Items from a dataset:
|---|

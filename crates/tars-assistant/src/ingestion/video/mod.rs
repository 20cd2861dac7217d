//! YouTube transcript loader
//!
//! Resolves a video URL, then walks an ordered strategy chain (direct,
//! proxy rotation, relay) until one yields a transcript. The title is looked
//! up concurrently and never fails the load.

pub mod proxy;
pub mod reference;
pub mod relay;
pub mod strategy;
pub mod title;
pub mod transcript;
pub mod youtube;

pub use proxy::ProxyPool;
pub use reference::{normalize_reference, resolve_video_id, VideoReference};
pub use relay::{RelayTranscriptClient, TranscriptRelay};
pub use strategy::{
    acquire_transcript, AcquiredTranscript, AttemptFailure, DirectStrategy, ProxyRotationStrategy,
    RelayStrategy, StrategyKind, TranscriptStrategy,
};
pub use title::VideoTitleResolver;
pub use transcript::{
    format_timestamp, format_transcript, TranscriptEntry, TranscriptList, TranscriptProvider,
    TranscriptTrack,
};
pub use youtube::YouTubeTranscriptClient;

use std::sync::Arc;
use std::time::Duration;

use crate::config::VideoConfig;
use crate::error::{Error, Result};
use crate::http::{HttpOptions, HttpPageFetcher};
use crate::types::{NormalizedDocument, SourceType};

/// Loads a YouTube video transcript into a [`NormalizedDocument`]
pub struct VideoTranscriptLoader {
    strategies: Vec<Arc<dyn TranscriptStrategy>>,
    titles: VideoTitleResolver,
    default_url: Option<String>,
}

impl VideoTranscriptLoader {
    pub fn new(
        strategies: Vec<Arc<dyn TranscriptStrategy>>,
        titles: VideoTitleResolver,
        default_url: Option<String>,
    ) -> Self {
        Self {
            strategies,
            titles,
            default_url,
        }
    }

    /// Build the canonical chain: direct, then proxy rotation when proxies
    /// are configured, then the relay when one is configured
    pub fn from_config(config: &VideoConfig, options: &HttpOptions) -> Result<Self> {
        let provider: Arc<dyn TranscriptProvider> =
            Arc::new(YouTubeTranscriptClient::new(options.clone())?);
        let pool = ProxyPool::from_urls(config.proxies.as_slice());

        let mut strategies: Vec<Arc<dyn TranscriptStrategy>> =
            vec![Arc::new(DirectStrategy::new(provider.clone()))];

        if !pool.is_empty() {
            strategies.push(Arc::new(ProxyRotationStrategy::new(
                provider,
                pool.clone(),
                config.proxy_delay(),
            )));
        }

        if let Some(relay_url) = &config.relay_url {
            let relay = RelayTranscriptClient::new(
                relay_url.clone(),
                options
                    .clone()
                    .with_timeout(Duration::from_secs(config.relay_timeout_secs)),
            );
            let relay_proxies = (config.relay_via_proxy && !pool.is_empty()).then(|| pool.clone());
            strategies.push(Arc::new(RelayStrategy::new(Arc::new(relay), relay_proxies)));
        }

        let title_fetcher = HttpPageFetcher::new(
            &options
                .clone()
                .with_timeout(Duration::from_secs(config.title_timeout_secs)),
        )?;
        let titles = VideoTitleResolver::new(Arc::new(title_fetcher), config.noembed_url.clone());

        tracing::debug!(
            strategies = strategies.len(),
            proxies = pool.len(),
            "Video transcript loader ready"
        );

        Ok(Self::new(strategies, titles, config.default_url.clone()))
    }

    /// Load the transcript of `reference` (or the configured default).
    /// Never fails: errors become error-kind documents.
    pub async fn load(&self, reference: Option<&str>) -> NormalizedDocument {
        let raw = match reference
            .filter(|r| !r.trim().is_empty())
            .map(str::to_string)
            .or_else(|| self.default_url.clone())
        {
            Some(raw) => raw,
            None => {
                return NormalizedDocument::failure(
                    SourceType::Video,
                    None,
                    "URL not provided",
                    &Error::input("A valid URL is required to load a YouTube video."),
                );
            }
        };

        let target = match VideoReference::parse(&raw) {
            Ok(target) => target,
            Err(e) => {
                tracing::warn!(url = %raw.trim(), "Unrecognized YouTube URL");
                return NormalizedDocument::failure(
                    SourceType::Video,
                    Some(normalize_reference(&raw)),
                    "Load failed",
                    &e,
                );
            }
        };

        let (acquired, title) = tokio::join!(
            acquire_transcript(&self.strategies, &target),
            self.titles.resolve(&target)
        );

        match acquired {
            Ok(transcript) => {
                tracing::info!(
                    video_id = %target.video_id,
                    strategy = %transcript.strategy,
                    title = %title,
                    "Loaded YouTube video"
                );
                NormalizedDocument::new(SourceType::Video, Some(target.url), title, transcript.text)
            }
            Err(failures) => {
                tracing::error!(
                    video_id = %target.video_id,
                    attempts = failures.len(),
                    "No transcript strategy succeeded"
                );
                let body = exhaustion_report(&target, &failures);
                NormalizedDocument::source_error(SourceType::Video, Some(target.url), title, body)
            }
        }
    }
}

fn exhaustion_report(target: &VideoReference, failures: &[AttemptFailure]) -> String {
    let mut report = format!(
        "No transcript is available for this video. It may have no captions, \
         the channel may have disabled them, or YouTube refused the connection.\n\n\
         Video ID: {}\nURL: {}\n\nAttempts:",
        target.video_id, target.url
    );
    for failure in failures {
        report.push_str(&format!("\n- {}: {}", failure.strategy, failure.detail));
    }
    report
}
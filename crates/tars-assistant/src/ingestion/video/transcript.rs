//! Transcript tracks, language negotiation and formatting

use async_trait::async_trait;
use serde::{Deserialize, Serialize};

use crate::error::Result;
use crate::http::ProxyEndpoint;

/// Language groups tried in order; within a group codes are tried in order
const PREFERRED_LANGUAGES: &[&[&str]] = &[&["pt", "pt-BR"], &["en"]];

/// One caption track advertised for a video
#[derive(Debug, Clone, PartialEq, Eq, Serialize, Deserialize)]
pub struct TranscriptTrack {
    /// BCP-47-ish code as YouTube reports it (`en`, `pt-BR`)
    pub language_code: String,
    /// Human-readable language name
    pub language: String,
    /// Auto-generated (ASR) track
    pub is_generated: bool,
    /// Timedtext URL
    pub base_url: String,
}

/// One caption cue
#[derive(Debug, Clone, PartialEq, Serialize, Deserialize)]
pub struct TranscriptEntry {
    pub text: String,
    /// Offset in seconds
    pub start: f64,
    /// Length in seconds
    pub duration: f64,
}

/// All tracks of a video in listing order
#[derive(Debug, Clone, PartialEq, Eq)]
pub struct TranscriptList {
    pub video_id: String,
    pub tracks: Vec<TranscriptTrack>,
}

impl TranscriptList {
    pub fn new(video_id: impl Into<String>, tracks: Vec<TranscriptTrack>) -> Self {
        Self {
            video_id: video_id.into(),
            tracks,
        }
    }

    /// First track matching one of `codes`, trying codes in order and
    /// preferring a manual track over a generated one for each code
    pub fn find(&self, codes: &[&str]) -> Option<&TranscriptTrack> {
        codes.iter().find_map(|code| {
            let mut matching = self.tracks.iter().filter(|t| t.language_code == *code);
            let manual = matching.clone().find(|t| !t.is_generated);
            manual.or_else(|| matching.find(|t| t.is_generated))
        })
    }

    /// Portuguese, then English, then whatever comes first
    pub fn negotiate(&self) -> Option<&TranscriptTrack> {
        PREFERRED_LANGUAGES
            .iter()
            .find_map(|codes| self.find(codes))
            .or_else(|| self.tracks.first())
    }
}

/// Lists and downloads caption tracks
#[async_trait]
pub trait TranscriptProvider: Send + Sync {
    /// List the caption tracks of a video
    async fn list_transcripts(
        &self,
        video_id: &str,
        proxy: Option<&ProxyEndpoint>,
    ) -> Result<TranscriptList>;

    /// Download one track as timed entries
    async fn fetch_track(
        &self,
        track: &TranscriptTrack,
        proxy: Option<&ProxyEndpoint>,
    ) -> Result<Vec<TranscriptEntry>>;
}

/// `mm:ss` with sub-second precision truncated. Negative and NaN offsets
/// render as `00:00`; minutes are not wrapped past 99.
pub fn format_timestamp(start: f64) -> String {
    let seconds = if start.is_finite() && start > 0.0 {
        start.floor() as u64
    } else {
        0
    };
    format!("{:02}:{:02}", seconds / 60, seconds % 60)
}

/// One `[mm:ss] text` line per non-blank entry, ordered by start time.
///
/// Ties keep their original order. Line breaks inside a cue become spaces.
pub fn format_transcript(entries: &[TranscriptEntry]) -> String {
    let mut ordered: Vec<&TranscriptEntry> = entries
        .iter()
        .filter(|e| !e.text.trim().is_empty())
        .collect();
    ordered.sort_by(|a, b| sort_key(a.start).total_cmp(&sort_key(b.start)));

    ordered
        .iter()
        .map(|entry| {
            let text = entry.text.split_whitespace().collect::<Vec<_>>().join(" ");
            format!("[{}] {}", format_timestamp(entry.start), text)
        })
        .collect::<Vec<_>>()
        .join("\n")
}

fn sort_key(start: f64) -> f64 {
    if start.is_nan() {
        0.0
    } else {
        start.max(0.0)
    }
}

|---|

# EXERCISE DESCRIPTION:
Look through the entries above; copy each line where the string "tracks" appears.

# SOLUTION FOR THIS PROBLEM:
//! Transcript tracks, language negotiation and formatting
/// All tracks of a video in listing order
    pub tracks: Vec<TranscriptTrack>,
    pub fn new(video_id: impl Into<String>, tracks: Vec<TranscriptTrack>) -> Self {
            tracks,
            let mut matching = self.tracks.iter().filter(|t| t.language_code == *code);
            .or_else(|| self.tracks.first())
/// Lists and downloads caption tracks
    /// List the caption tracks of a video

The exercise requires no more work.